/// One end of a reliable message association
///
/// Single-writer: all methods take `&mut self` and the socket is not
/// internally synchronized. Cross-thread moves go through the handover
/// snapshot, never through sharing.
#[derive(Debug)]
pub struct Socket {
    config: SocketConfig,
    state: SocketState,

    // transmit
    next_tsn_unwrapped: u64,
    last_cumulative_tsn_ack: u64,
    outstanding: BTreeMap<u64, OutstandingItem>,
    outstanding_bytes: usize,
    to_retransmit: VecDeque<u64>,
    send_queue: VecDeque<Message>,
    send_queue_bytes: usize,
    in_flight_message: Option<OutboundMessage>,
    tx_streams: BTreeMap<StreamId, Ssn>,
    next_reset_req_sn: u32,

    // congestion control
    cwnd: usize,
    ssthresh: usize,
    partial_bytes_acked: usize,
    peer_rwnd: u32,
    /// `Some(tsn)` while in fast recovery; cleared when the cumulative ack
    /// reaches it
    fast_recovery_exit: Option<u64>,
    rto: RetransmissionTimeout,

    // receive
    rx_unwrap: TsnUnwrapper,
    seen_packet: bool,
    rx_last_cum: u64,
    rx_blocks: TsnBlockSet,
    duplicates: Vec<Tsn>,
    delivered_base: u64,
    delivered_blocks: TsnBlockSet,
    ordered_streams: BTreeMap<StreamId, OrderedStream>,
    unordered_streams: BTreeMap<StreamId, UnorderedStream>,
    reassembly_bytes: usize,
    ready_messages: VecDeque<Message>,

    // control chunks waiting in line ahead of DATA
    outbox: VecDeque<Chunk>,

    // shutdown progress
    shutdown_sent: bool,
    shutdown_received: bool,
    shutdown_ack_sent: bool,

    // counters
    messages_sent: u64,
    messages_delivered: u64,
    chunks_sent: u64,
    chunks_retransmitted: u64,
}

* * *

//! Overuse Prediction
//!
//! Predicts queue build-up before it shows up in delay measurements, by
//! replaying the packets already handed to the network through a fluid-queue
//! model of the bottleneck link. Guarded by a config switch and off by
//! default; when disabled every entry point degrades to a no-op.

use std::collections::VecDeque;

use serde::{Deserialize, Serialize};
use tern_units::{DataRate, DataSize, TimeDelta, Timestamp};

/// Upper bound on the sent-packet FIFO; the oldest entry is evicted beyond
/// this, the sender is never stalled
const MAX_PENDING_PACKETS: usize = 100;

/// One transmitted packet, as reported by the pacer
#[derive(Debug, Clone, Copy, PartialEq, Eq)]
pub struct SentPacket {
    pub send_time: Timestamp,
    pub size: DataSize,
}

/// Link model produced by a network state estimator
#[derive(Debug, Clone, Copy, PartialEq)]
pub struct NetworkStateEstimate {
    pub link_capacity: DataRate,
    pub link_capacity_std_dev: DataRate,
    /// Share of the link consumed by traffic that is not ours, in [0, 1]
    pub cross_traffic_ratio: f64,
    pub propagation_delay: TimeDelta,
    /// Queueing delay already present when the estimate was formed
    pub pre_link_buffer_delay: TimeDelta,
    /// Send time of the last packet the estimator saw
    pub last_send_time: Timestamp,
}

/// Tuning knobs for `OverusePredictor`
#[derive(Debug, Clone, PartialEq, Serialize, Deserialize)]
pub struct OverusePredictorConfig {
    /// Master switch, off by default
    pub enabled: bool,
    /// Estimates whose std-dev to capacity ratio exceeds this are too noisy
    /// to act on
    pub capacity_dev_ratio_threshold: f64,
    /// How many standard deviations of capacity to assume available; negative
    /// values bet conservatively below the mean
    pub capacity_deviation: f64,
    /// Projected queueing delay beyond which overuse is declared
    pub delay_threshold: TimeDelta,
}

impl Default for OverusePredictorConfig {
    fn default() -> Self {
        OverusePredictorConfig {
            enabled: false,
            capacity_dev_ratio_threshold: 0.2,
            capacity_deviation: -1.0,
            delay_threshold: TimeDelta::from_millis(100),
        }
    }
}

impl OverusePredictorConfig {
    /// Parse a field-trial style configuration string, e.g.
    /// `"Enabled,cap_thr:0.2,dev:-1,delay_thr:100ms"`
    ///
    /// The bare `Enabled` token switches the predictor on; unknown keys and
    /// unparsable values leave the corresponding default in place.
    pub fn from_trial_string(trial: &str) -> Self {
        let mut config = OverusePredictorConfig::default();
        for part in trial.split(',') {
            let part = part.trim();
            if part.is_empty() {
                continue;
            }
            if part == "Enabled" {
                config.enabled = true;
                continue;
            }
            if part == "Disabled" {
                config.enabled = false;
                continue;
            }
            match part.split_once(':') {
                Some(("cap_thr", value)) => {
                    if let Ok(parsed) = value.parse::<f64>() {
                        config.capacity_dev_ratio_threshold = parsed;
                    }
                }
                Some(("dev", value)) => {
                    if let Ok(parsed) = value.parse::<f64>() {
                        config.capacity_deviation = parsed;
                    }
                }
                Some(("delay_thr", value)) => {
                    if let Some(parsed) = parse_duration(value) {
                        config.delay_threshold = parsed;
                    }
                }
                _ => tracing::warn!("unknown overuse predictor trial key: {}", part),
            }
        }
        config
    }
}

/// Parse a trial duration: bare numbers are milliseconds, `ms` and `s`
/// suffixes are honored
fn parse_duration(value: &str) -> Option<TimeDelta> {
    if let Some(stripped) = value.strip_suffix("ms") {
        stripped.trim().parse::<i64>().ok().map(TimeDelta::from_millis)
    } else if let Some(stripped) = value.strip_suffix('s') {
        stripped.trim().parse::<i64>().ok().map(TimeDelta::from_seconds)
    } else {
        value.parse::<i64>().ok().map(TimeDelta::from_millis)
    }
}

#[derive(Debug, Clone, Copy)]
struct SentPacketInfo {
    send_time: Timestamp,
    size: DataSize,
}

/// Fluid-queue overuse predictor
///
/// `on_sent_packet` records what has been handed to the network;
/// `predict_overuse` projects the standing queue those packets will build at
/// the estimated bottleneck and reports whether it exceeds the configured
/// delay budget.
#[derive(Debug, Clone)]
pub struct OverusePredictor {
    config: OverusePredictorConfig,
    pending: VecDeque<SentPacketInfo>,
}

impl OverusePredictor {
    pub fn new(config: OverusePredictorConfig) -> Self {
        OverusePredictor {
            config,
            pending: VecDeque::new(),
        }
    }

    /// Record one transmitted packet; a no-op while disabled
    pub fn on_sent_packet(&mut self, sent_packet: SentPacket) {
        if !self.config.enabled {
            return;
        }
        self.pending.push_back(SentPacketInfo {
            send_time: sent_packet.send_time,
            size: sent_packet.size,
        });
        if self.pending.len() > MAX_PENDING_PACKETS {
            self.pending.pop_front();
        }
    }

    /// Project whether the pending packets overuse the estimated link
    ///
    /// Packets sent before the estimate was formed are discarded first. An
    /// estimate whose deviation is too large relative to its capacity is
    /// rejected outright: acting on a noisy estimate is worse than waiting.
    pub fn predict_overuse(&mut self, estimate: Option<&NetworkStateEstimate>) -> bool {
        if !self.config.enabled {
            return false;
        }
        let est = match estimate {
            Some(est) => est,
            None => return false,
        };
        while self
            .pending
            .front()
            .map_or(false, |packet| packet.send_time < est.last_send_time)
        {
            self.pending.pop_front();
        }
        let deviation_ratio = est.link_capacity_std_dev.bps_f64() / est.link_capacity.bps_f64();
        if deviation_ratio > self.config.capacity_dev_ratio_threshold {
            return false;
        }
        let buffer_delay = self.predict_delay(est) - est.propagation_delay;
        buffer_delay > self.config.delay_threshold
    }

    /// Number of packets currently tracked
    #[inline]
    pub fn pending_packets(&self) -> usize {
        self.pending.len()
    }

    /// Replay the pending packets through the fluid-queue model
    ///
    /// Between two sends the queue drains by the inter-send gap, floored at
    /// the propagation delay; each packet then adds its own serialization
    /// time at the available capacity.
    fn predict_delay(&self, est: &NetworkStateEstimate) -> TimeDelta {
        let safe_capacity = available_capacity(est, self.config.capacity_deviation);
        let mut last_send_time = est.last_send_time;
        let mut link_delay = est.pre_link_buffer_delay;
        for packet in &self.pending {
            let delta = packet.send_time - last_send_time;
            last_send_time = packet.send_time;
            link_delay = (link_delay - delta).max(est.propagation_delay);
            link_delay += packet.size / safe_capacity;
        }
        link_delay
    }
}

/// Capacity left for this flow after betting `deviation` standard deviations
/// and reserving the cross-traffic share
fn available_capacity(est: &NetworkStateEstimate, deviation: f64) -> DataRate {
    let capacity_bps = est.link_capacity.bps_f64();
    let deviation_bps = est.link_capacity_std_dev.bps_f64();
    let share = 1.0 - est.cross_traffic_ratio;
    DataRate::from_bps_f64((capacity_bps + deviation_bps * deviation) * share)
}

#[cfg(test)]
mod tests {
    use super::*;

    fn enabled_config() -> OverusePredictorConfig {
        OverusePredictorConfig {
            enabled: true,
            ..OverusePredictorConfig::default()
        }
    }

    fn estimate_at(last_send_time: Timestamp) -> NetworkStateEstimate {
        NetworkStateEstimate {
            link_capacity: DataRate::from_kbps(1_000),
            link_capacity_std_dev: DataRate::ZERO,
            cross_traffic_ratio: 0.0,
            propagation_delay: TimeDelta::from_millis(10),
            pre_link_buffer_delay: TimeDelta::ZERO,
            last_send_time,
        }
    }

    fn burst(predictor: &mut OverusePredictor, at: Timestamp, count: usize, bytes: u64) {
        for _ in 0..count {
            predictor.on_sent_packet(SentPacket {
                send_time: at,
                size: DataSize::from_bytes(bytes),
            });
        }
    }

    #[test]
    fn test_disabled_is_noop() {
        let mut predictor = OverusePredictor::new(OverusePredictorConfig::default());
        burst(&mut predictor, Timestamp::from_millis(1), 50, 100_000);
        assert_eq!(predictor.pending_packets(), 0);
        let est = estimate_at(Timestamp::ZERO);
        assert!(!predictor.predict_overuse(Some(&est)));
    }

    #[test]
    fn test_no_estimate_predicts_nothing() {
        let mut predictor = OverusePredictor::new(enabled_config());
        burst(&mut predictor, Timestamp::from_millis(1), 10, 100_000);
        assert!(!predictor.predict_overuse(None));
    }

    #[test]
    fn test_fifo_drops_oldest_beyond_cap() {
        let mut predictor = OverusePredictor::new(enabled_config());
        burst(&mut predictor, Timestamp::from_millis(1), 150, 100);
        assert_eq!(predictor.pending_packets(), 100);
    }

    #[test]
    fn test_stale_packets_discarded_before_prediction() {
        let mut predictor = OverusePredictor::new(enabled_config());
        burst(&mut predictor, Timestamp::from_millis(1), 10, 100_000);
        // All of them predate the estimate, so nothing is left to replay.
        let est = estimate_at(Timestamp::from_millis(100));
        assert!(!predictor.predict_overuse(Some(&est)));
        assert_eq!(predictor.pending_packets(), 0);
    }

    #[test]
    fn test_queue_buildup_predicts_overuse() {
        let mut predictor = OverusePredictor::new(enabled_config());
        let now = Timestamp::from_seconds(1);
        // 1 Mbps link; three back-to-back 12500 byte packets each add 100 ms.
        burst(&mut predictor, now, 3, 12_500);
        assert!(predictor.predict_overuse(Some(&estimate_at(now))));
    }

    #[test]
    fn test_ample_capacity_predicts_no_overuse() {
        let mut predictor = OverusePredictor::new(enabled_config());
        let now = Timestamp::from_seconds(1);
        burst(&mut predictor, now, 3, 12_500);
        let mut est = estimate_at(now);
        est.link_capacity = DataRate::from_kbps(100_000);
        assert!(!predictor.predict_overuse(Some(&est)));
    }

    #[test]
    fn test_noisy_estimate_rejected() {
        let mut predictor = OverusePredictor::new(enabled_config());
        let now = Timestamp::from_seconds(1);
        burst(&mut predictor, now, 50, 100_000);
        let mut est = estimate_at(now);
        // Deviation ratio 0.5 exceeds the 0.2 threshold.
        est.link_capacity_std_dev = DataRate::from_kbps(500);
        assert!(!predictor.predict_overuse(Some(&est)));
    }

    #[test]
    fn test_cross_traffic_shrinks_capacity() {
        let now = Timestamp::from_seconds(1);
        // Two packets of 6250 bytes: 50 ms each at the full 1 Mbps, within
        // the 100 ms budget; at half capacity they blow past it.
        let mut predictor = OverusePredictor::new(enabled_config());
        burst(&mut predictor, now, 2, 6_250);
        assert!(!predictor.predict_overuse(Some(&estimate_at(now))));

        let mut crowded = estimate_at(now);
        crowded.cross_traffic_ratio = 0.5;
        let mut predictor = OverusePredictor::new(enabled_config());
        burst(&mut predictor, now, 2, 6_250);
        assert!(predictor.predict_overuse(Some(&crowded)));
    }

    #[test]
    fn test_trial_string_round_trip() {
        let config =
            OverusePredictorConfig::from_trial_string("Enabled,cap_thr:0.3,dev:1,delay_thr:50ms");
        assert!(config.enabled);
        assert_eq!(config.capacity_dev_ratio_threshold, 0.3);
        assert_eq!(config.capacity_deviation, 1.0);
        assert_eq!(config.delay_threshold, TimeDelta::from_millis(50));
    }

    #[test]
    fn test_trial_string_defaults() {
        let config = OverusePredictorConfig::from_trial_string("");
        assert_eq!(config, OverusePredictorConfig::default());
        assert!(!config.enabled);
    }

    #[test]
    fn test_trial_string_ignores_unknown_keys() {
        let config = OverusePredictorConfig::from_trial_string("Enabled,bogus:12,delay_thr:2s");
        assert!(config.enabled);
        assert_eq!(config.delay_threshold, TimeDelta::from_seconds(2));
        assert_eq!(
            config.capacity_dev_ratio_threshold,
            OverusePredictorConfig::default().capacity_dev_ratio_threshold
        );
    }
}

---

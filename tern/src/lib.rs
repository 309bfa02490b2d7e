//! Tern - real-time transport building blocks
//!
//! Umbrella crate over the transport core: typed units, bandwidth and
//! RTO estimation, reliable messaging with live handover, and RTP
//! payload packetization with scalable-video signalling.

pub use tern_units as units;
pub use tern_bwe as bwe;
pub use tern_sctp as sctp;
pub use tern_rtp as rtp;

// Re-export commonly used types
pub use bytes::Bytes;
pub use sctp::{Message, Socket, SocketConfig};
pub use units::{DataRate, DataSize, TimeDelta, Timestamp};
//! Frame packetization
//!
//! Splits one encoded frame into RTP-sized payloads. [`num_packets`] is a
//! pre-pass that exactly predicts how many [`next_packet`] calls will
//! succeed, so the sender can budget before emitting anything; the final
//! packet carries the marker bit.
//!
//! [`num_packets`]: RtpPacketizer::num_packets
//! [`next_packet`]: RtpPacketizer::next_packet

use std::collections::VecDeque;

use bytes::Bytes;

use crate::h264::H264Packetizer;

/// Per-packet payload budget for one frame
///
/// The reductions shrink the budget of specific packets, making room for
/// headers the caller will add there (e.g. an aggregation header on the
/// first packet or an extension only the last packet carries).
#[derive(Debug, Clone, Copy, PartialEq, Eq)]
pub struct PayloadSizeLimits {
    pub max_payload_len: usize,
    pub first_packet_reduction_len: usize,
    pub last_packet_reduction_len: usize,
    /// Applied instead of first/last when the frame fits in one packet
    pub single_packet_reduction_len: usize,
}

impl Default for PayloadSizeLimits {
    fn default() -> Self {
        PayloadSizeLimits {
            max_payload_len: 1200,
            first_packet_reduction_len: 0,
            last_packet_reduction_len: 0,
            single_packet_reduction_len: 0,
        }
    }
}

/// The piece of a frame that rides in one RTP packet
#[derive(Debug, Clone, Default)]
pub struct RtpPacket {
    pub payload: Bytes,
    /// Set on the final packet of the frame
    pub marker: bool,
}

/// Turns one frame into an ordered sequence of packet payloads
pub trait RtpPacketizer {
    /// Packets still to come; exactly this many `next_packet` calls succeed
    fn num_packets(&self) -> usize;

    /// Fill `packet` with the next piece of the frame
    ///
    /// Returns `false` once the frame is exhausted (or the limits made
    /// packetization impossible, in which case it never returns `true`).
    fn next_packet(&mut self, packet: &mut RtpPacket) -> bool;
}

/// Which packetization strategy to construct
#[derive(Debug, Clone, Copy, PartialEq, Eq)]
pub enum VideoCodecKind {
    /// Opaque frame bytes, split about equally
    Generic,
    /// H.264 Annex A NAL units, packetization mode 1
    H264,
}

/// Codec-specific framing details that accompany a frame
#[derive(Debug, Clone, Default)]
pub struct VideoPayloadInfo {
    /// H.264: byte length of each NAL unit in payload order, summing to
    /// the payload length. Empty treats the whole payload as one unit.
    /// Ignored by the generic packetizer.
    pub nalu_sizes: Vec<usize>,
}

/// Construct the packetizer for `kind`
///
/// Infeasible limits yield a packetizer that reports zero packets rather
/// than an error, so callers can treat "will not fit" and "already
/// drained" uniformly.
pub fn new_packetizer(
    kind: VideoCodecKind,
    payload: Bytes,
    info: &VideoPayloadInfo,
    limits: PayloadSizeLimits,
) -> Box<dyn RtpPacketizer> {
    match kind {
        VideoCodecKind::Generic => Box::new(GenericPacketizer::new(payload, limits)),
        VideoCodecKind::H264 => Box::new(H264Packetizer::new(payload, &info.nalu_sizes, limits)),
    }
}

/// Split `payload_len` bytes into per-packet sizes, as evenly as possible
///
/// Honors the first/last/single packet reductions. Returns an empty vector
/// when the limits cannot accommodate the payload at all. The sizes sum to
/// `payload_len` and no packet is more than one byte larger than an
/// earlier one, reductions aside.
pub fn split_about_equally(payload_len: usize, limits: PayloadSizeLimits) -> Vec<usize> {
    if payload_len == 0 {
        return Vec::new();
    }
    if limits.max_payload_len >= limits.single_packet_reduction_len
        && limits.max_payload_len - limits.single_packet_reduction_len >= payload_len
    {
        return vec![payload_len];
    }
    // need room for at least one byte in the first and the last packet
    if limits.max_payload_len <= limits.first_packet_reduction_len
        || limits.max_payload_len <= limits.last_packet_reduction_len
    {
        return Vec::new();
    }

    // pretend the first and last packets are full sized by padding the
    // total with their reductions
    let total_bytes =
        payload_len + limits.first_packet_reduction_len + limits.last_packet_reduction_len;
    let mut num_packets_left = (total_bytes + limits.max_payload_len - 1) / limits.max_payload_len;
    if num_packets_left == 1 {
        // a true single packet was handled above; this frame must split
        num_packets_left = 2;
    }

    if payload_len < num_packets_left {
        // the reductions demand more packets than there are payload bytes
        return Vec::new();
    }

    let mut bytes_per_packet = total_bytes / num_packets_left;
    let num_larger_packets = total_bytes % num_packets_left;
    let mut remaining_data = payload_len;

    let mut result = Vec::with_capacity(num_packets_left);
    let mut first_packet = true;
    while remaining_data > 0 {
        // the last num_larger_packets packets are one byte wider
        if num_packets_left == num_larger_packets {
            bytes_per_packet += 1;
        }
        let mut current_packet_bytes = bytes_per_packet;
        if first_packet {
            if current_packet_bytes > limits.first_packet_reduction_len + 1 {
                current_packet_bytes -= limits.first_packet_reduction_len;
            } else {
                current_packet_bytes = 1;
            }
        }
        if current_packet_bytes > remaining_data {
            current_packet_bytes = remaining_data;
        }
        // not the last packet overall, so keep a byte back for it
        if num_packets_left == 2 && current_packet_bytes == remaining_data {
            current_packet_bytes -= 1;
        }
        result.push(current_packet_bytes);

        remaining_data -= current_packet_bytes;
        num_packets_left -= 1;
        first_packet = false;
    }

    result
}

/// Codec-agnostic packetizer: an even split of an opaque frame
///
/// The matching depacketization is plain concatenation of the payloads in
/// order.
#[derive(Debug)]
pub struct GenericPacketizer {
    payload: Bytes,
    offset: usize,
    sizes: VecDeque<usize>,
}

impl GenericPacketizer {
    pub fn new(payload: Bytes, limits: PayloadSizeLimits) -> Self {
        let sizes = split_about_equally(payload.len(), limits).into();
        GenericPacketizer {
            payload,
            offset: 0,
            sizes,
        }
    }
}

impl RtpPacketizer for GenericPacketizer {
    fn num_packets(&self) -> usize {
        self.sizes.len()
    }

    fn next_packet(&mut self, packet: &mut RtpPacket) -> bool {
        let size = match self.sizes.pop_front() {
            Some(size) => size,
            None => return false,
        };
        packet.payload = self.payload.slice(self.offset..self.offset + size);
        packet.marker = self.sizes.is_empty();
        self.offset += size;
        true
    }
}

◆ INSTRUCTIONS TO FOLLOW: "stripped" is the string to look for; please copy every line of the records above where it appears.

◆ RESPONSE:
    if let Some(stripped) = value.strip_suffix("ms") {
        stripped.trim().parse::<i64>().ok().map(TimeDelta::from_millis)
    } else if let Some(stripped) = value.strip_suffix('s') {
        stripped.trim().parse::<i64>().ok().map(TimeDelta::from_seconds)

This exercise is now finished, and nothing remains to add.